Marion came down with the flu mid-September, 1918. In her journal she writes that it seemed like everyone around her was sick with the flu, which she called the ‘flu-microbe’. It turned out to be an influenza pandemic that swept around the world between the Spring of 1918 until the Summer of 1919 infecting an estimated 500 million people. It reached its peak in the Fall of 1918. A fifth of the world’s population was infected and it seemed to be the most deadly for people between 20-40 years of age. By the time it was over, an estimated 27 million people had died. Of those, an estimated 675,000 Americans died of the flu. More US soldiers died of the flu than were killed in action in World War I. That’s not surprising when you look at the unsanitary conditions they had to endure in the trenches.

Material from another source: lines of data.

use std::time::Duration;
use thiserror::Error;

/// Wire codes carried in a `SERVER_ERROR` frame.
///
/// Values follow the iperf3 numbering so a foreign peer prints a sensible
/// message when it receives one of ours.
pub mod codes {
    pub const NONE: i32 = 0;
    pub const SERVER_CLIENT: i32 = 1;
    pub const NO_ROLE: i32 = 2;
    pub const SERVER_ONLY: i32 = 3;
    pub const CLIENT_ONLY: i32 = 4;
    pub const DURATION: i32 = 5;
    pub const NUM_STREAMS: i32 = 6;
    pub const BLOCK_SIZE: i32 = 7;
    pub const BUF_SIZE: i32 = 8;
    pub const INTERVAL: i32 = 9;
    pub const MSS: i32 = 10;
    pub const OMIT: i32 = 12;
    pub const UNIMPLEMENTED: i32 = 13;
    pub const BURST: i32 = 15;
    pub const END_CONDITIONS: i32 = 16;
    pub const TOTAL_RATE: i32 = 25;
    pub const BAD_FORMAT: i32 = 27;
    pub const NEW_TEST: i32 = 100;
    pub const INIT_TEST: i32 = 101;
    pub const LISTEN: i32 = 102;
    pub const CONNECT: i32 = 103;
    pub const ACCEPT: i32 = 104;
    pub const SEND_COOKIE: i32 = 105;
    pub const RECV_COOKIE: i32 = 106;
    pub const CTRL_WRITE: i32 = 107;
    pub const CTRL_READ: i32 = 108;
    pub const CTRL_CLOSE: i32 = 109;
    pub const MESSAGE: i32 = 110;
    pub const SEND_MESSAGE: i32 = 111;
    pub const RECV_MESSAGE: i32 = 112;
    pub const SEND_PARAMS: i32 = 113;
    pub const RECV_PARAMS: i32 = 114;
    pub const PACKAGE_RESULTS: i32 = 115;
    pub const SEND_RESULTS: i32 = 116;
    pub const RECV_RESULTS: i32 = 117;
    pub const SELECT: i32 = 118;
    pub const CLIENT_TERM: i32 = 119;
    pub const SERVER_TERM: i32 = 120;
    pub const ACCESS_DENIED: i32 = 121;
    pub const SET_NODELAY: i32 = 122;
    pub const SET_MSS: i32 = 123;
    pub const SET_BUF: i32 = 124;
    pub const SET_TOS: i32 = 125;
    pub const CREATE_STREAM: i32 = 200;
    pub const INIT_STREAM: i32 = 201;
    pub const STREAM_LISTEN: i32 = 202;
    pub const STREAM_CONNECT: i32 = 203;
    pub const STREAM_ACCEPT: i32 = 204;
    pub const STREAM_WRITE: i32 = 205;
    pub const STREAM_READ: i32 = 206;
    pub const STREAM_CLOSE: i32 = 207;
    pub const STREAM_ID: i32 = 208;
    pub const NEW_TIMER: i32 = 300;
    pub const SET_PACING: i32 = 303;
    pub const AUTH_TEST: i32 = 305;
    pub const NO_MSG: i32 = 307;
    pub const THREAD: i32 = 310;
}

/// Errors raised anywhere in a test run.
///
/// Each variant maps onto one kind of failure: configuration problems are
/// found before any socket is opened, protocol and connection errors come
/// from the control channel, and stream errors from the data plane.
#[derive(Error, Debug)]
pub enum Error {
    #[error("IO error: {0}")]
    Io(#[from] std::io::Error),

    #[error("JSON error: {0}")]
    Json(#[from] serde_json::Error),

    #[error("Configuration error: {0}")]
    Config(String),

    #[error("Role conflict: {0}")]
    RoleConflict(String),

    #[error("Connection error: {0}")]
    Connection(String),

    #[error("Access denied: the server is busy or rejected the session cookie")]
    AccessDenied,

    #[error("Protocol error: {0}")]
    Protocol(String),

    #[error("Control connection closed unexpectedly by peer")]
    PeerClosed,

    #[error("Unknown control state {0}")]
    UnknownState(i8),

    #[error("Authorization failed: {0}")]
    Auth(String),

    #[error("Resource error: {0}")]
    Resource(String),

    #[error("Stream {id}: {source}")]
    Stream {
        id: u32,
        soft: bool,
        #[source]
        source: std::io::Error,
    },

    #[error("Idle timeout: no data for {0:?}")]
    IdleTimeout(Duration),

    #[error("Total bitrate {actual} bit/s exceeds the server limit of {limit} bit/s")]
    TotalRateExceeded { actual: u64, limit: u64 },

    #[error("Server error: {} (os error {errno})", code_text(.code))]
    ServerError { code: i32, errno: i32 },

    #[error("The server has terminated")]
    ServerTerminated,

    #[error("The client has terminated")]
    ClientTerminated,

    #[error("Unsupported protocol: {0}")]
    UnsupportedProtocol(String),

    #[error("Test interrupted")]
    Interrupted,
}

pub type Result<T> = std::result::Result<T, Error>;

impl Error {
    /// Wraps a data-path I/O failure, classifying it as soft when the
    /// operation merely made no progress.
    pub fn stream(id: u32, source: std::io::Error) -> Self {
        use std::io::ErrorKind::*;
        let soft = matches!(
            source.kind(),
            WouldBlock | Interrupted | TimedOut | ConnectionRefused
        ) || is_no_buffer_space(&source);
        Error::Stream { id, soft, source }
    }

    /// True for stream errors that only stop the one stream.
    pub fn is_soft(&self) -> bool {
        matches!(self, Error::Stream { soft: true, .. })
    }

    /// Numeric code sent to the peer in a `SERVER_ERROR` frame.
    pub fn code(&self) -> i32 {
        match self {
            Error::Io(_) => codes::CTRL_READ,
            Error::Json(_) => codes::RECV_PARAMS,
            Error::Config(_) => codes::BAD_FORMAT,
            Error::RoleConflict(_) => codes::SERVER_CLIENT,
            Error::Connection(_) => codes::STREAM_ACCEPT,
            Error::AccessDenied => codes::ACCESS_DENIED,
            Error::Protocol(_) => codes::MESSAGE,
            Error::PeerClosed => codes::CTRL_CLOSE,
            Error::UnknownState(_) => codes::MESSAGE,
            Error::Auth(_) => codes::AUTH_TEST,
            Error::Resource(_) => codes::THREAD,
            Error::Stream { source, .. } if source.kind() == std::io::ErrorKind::UnexpectedEof => {
                codes::STREAM_READ
            }
            Error::Stream { .. } => codes::STREAM_WRITE,
            Error::IdleTimeout(_) => codes::NO_MSG,
            Error::TotalRateExceeded { .. } => codes::TOTAL_RATE,
            Error::ServerError { code, .. } => *code,
            Error::ServerTerminated => codes::SERVER_TERM,
            Error::ClientTerminated => codes::CLIENT_TERM,
            Error::UnsupportedProtocol(_) => codes::UNIMPLEMENTED,
            Error::Interrupted => codes::SERVER_TERM,
        }
    }

    /// OS errno attached to the error, or 0.
    pub fn os_errno(&self) -> i32 {
        match self {
            Error::Io(e) => e.raw_os_error().unwrap_or(0),
            Error::Stream { source, .. } => source.raw_os_error().unwrap_or(0),
            Error::ServerError { errno, .. } => *errno,
            _ => 0,
        }
    }

    /// Rebuilds the error a server reported in a `SERVER_ERROR` frame.
    pub fn from_wire(code: i32, errno: i32) -> Self {
        match code {
            codes::ACCESS_DENIED => Error::AccessDenied,
            _ => Error::ServerError { code, errno },
        }
    }
}

#[cfg(unix)]
fn is_no_buffer_space(e: &std::io::Error) -> bool {
    e.raw_os_error() == Some(libc::ENOBUFS)
}

#[cfg(not(unix))]
fn is_no_buffer_space(_e: &std::io::Error) -> bool {
    false
}

fn code_text(code: &i32) -> &'static str {
    describe_code(*code)
}

/// Human-readable text for a wire error code.
pub fn describe_code(code: i32) -> &'static str {
    match code {
        codes::NONE => "no error",
        codes::SERVER_CLIENT => "cannot be both server and client",
        codes::NO_ROLE => "must either be a client or server",
        codes::SERVER_ONLY => "some option you are trying to set is server only",
        codes::CLIENT_ONLY => "some option you are trying to set is client only",
        codes::DURATION => "test duration too long",
        codes::NUM_STREAMS => "number of parallel streams too large",
        codes::BLOCK_SIZE => "block size invalid",
        codes::BUF_SIZE => "socket buffer size too large",
        codes::INTERVAL => "invalid report interval",
        codes::MSS => "TCP MSS too large",
        codes::OMIT => "bogus value for omit",
        codes::UNIMPLEMENTED => "an option you are trying to set is not implemented yet",
        codes::BURST => "invalid burst count",
        codes::END_CONDITIONS => "only one test end condition (-t, -n, -k) may be specified",
        codes::TOTAL_RATE => "total required bandwidth is larger than server limit",
        codes::BAD_FORMAT => "bad format specifier",
        codes::NEW_TEST => "unable to create a new test",
        codes::INIT_TEST => "test initialization failed",
        codes::LISTEN => "unable to start listener for connections",
        codes::CONNECT => "unable to connect to server",
        codes::ACCEPT => "unable to accept connection from client",
        codes::SEND_COOKIE => "unable to send cookie to server",
        codes::RECV_COOKIE => "unable to receive cookie at server",
        codes::CTRL_WRITE => "unable to write to the control socket",
        codes::CTRL_READ => "unable to read from the control socket",
        codes::CTRL_CLOSE => "control socket has closed unexpectedly",
        codes::MESSAGE => "received an unknown control message",
        codes::SEND_MESSAGE => "unable to send control message",
        codes::RECV_MESSAGE => "unable to receive control message",
        codes::SEND_PARAMS => "unable to send parameters to server",
        codes::RECV_PARAMS => "unable to receive parameters from client",
        codes::PACKAGE_RESULTS => "unable to package results",
        codes::SEND_RESULTS => "unable to send results",
        codes::RECV_RESULTS => "unable to receive results",
        codes::SELECT => "select failed",
        codes::CLIENT_TERM => "the client has terminated",
        codes::SERVER_TERM => "the server has terminated",
        codes::ACCESS_DENIED => "the server is busy running a test. try again later",
        codes::SET_NODELAY => "unable to set TCP/SCTP NODELAY",
        codes::SET_MSS => "unable to set TCP/SCTP MSS",
        codes::SET_BUF => "unable to set socket buffer size",
        codes::SET_TOS => "unable to set IP TOS",
        codes::CREATE_STREAM => "unable to create a new stream",
        codes::INIT_STREAM => "unable to initialize stream",
        codes::STREAM_LISTEN => "unable to start stream listener",
        codes::STREAM_CONNECT => "unable to connect stream",
        codes::STREAM_ACCEPT => "unable to accept stream connection",
        codes::STREAM_WRITE => "unable to write to stream socket",
        codes::STREAM_READ => "unable to read from stream socket",
        codes::STREAM_CLOSE => "stream socket has closed unexpectedly",
        codes::STREAM_ID => "stream has an invalid id",
        codes::NEW_TIMER => "unable to create new timer",
        codes::SET_PACING => "unable to set socket pacing",
        codes::AUTH_TEST => "test authorization failed",
        codes::NO_MSG => "idle timeout for receiving data",
        codes::THREAD => "unable to create or join a stream worker",
        _ => "unknown error",
    }
}

#[cfg(test)]
mod tests {
    use super::*;

    #[test]
    fn test_wire_roundtrip_keeps_code_and_errno() {
        let err = Error::from_wire(codes::STREAM_LISTEN, 98);
        assert_eq!(err.code(), codes::STREAM_LISTEN);
        assert_eq!(err.os_errno(), 98);
        assert!(err.to_string().contains("unable to start stream listener"));
    }

    #[test]
    fn test_access_denied_from_wire() {
        assert!(matches!(
            Error::from_wire(codes::ACCESS_DENIED, 0),
            Error::AccessDenied
        ));
    }

    #[test]
    fn test_stream_error_classification() {
        let soft = Error::stream(1, std::io::Error::from(std::io::ErrorKind::WouldBlock));
        assert!(soft.is_soft());

        let hard = Error::stream(1, std::io::Error::from(std::io::ErrorKind::BrokenPipe));
        assert!(!hard.is_soft());
        assert_eq!(hard.code(), codes::STREAM_WRITE);
    }

    #[test]
    fn test_unknown_code_description() {
        assert_eq!(describe_code(-42), "unknown error");
    }
}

It was known as the ‘Spanish Flu’ and ‘La Grippe” as Spain was the earliest country to be hit hard by the disease. Even Spanish King Alfonso XIII (1886-1931) contracted the flu. Eventually researchers knew why the 1918-19 flu pandemic was so deadly; in many of the victims, the virus would invade the lungs causing bacterial pneumonia. The first licensed flu vaccine didn’t appear in the United States until the 1940’s. A popular rope-skipping jingle in 1918: “I had a little bird, it’s name was Enza. I opened the window, and in-flu-enza.” (Crawford)
Marion was still sick with a deep cough three weeks after coming down with the flu. Her boss sent her to the south of France to recover and since she had not taken a vacation since arriving in France, she went. While there she was able to get well with plenty of fresh air, ocean breezes and wholesome food. She was still in southern France when the war ended and she traveled by train up to Paris, arriving in time for the 3-day Armistice celebration mid-November.